━━ Listed entries ━━

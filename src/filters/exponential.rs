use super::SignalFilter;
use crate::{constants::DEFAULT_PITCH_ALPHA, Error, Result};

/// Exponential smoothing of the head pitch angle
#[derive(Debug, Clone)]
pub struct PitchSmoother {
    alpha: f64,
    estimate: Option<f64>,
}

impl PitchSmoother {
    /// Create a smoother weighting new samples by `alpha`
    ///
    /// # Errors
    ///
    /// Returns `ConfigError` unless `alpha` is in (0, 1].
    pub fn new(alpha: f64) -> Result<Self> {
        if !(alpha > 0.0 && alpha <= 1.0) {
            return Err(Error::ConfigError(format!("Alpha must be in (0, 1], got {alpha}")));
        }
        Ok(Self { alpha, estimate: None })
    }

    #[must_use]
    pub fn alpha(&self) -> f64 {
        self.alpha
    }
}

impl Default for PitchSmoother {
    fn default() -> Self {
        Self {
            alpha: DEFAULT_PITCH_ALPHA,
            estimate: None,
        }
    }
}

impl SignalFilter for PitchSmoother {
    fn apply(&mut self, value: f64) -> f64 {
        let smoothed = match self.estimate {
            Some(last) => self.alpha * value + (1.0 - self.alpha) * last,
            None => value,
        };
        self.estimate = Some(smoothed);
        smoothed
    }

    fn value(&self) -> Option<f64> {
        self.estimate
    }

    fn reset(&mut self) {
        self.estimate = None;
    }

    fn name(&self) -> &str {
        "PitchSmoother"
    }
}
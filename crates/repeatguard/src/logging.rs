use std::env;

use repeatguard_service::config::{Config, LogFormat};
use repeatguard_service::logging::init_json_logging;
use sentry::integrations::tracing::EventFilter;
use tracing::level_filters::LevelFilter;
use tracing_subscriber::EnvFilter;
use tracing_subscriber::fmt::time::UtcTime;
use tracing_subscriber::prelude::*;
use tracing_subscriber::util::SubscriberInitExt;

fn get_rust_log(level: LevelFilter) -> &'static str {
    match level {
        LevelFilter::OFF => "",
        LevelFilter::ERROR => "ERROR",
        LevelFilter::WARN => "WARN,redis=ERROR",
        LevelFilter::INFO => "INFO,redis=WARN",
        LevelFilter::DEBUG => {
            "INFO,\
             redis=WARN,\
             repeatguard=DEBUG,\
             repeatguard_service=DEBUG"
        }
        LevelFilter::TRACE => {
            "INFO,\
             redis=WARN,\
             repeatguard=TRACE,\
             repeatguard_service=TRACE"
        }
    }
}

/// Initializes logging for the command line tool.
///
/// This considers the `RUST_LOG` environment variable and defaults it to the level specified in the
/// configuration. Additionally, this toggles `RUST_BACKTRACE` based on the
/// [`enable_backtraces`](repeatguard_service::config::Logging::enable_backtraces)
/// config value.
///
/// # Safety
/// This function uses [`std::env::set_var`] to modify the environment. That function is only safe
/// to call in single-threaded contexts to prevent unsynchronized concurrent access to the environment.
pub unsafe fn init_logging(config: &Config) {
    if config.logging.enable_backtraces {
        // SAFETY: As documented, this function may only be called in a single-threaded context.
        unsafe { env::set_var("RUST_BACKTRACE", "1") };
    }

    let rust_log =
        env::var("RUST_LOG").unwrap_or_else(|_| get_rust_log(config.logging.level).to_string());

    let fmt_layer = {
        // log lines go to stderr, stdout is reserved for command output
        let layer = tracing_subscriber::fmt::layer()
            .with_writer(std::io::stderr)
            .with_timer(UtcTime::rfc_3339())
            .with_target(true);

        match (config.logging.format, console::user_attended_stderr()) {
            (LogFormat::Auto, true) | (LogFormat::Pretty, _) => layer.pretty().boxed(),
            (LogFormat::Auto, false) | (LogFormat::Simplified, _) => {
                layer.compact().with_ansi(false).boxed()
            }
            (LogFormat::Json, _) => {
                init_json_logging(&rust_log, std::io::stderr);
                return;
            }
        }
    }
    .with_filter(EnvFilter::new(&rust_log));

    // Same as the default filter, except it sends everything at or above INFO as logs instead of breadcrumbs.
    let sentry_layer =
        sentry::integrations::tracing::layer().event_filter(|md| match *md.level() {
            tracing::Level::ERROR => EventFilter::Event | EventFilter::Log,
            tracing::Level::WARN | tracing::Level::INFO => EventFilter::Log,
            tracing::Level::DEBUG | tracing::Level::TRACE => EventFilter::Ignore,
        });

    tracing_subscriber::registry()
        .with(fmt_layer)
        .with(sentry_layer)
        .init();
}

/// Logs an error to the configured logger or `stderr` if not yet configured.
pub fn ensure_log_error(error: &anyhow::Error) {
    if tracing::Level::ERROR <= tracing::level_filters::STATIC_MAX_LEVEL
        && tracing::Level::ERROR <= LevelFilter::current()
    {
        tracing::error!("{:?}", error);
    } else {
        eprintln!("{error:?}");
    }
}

━━━
━━ Listed entries ━━

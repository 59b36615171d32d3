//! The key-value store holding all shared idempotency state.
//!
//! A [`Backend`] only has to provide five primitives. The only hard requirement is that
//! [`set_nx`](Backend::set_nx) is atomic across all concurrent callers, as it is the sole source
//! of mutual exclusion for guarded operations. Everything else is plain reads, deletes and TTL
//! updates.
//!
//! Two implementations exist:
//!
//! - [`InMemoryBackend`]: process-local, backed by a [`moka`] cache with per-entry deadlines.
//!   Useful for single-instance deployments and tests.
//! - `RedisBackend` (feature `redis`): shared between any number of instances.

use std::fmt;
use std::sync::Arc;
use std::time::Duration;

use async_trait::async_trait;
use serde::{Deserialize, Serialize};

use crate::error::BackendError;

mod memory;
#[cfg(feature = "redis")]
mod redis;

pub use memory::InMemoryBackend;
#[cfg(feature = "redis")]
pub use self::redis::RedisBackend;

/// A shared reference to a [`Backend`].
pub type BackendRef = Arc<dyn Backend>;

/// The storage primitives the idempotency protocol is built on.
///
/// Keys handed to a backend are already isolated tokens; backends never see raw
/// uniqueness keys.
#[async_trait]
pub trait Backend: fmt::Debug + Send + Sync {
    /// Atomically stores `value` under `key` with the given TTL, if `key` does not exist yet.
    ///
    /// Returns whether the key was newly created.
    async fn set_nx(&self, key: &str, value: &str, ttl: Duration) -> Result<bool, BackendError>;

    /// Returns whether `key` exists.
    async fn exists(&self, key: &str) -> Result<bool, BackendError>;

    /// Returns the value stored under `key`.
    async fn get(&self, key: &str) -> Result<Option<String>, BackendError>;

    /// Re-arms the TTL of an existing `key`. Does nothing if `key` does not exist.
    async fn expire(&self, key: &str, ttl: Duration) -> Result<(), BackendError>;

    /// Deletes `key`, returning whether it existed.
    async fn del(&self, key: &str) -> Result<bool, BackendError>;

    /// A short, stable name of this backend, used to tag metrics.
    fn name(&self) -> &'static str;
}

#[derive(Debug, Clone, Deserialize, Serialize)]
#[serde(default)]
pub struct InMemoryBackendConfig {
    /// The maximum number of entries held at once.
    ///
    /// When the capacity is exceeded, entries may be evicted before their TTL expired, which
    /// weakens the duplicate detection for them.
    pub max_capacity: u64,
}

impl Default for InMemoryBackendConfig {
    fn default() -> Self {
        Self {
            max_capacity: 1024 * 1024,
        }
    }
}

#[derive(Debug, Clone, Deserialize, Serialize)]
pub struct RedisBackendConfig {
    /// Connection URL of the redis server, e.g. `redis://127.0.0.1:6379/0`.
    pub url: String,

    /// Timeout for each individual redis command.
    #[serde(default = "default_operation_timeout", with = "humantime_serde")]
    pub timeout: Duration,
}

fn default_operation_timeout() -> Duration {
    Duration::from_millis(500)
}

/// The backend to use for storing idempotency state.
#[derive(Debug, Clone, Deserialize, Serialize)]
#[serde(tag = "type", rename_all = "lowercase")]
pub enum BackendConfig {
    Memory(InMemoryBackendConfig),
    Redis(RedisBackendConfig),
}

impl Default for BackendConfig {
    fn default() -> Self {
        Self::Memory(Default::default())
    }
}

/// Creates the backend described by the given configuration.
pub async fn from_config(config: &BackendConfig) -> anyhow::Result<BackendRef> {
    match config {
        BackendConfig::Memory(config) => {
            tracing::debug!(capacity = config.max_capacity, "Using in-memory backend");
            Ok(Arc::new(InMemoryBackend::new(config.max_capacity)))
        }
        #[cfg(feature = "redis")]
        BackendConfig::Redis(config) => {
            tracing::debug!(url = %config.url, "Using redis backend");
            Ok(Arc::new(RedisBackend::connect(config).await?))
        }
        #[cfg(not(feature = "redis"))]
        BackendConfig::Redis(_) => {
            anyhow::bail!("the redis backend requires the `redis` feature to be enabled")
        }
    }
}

━━━

■ What the task requires: For every line above that holds the word "true", report the whole line.

■ Response area:
            .with_target(true);
            (LogFormat::Auto, true) | (LogFormat::Pretty, _) => layer.pretty().boxed(),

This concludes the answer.